• Task statement:
Go to the line containing "use std::sync::Arc;" and return it and each line after it exactly, through the end of the data below, and nothing more.

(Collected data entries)
────────────────────────────────────────

//! Bearer token persistence across the durable and tab-scoped storage areas.
//!
//! The token lives in exactly one area at a time; which one records whether
//! the user asked to be remembered. Writes and clears also keep the API
//! client's default `Authorization` header in step.

#[cfg(test)]
#[path = "storage_test.rs"]
mod storage_test;

use std::sync::Arc;

use crate::net::api::DefaultHeaders;
use crate::util::host::{Host, StorageArea};

/// Key used in both storage areas.
pub const TOKEN_KEY: &str = "accessToken";

#[derive(Clone)]
pub struct TokenStorage {
    durable: Arc<dyn StorageArea>,
    session: Arc<dyn StorageArea>,
    headers: DefaultHeaders,
}

impl TokenStorage {
    pub fn new(host: &Host, headers: DefaultHeaders) -> Self {
        Self { durable: host.durable.clone(), session: host.session.clone(), headers }
    }

    /// Store `token` in the durable area when `persistent`, else the session
    /// area. The other area is cleared first.
    pub fn set(&self, token: &str, persistent: bool) {
        let (target, other) = if persistent {
            (&self.durable, &self.session)
        } else {
            (&self.session, &self.durable)
        };
        other.remove(TOKEN_KEY);
        target.set(TOKEN_KEY, token);
        self.headers.set_bearer(token);
    }

    /// Stored token, durable area first.
    pub fn get(&self) -> Option<String> {
        self.durable
            .get(TOKEN_KEY)
            .or_else(|| self.session.get(TOKEN_KEY))
            .filter(|token| !token.is_empty())
    }

    /// Whether the stored token came from the durable area.
    pub fn is_persistent(&self) -> bool {
        self.durable.get(TOKEN_KEY).is_some_and(|token| !token.is_empty())
    }

    pub fn clear(&self) {
        self.durable.remove(TOKEN_KEY);
        self.session.remove(TOKEN_KEY);
        self.headers.clear_bearer();
    }
}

────────────────────────────────────────

• Exercise output:
use std::sync::Arc;

use crate::net::api::DefaultHeaders;
use crate::util::host::{Host, StorageArea};

/// Key used in both storage areas.
pub const TOKEN_KEY: &str = "accessToken";

#[derive(Clone)]
pub struct TokenStorage {
    durable: Arc<dyn StorageArea>,
    session: Arc<dyn StorageArea>,
    headers: DefaultHeaders,
}

impl TokenStorage {
    pub fn new(host: &Host, headers: DefaultHeaders) -> Self {
        Self { durable: host.durable.clone(), session: host.session.clone(), headers }
    }

    /// Store `token` in the durable area when `persistent`, else the session
    /// area. The other area is cleared first.
    pub fn set(&self, token: &str, persistent: bool) {
        let (target, other) = if persistent {
            (&self.durable, &self.session)
        } else {
            (&self.session, &self.durable)
        };
        other.remove(TOKEN_KEY);
        target.set(TOKEN_KEY, token);
        self.headers.set_bearer(token);
    }

    /// Stored token, durable area first.
    pub fn get(&self) -> Option<String> {
        self.durable
            .get(TOKEN_KEY)
            .or_else(|| self.session.get(TOKEN_KEY))
            .filter(|token| !token.is_empty())
    }

    /// Whether the stored token came from the durable area.
    pub fn is_persistent(&self) -> bool {
        self.durable.get(TOKEN_KEY).is_some_and(|token| !token.is_empty())
    }

    pub fn clear(&self) {
        self.durable.remove(TOKEN_KEY);
        self.session.remove(TOKEN_KEY);
        self.headers.clear_bearer();
    }
}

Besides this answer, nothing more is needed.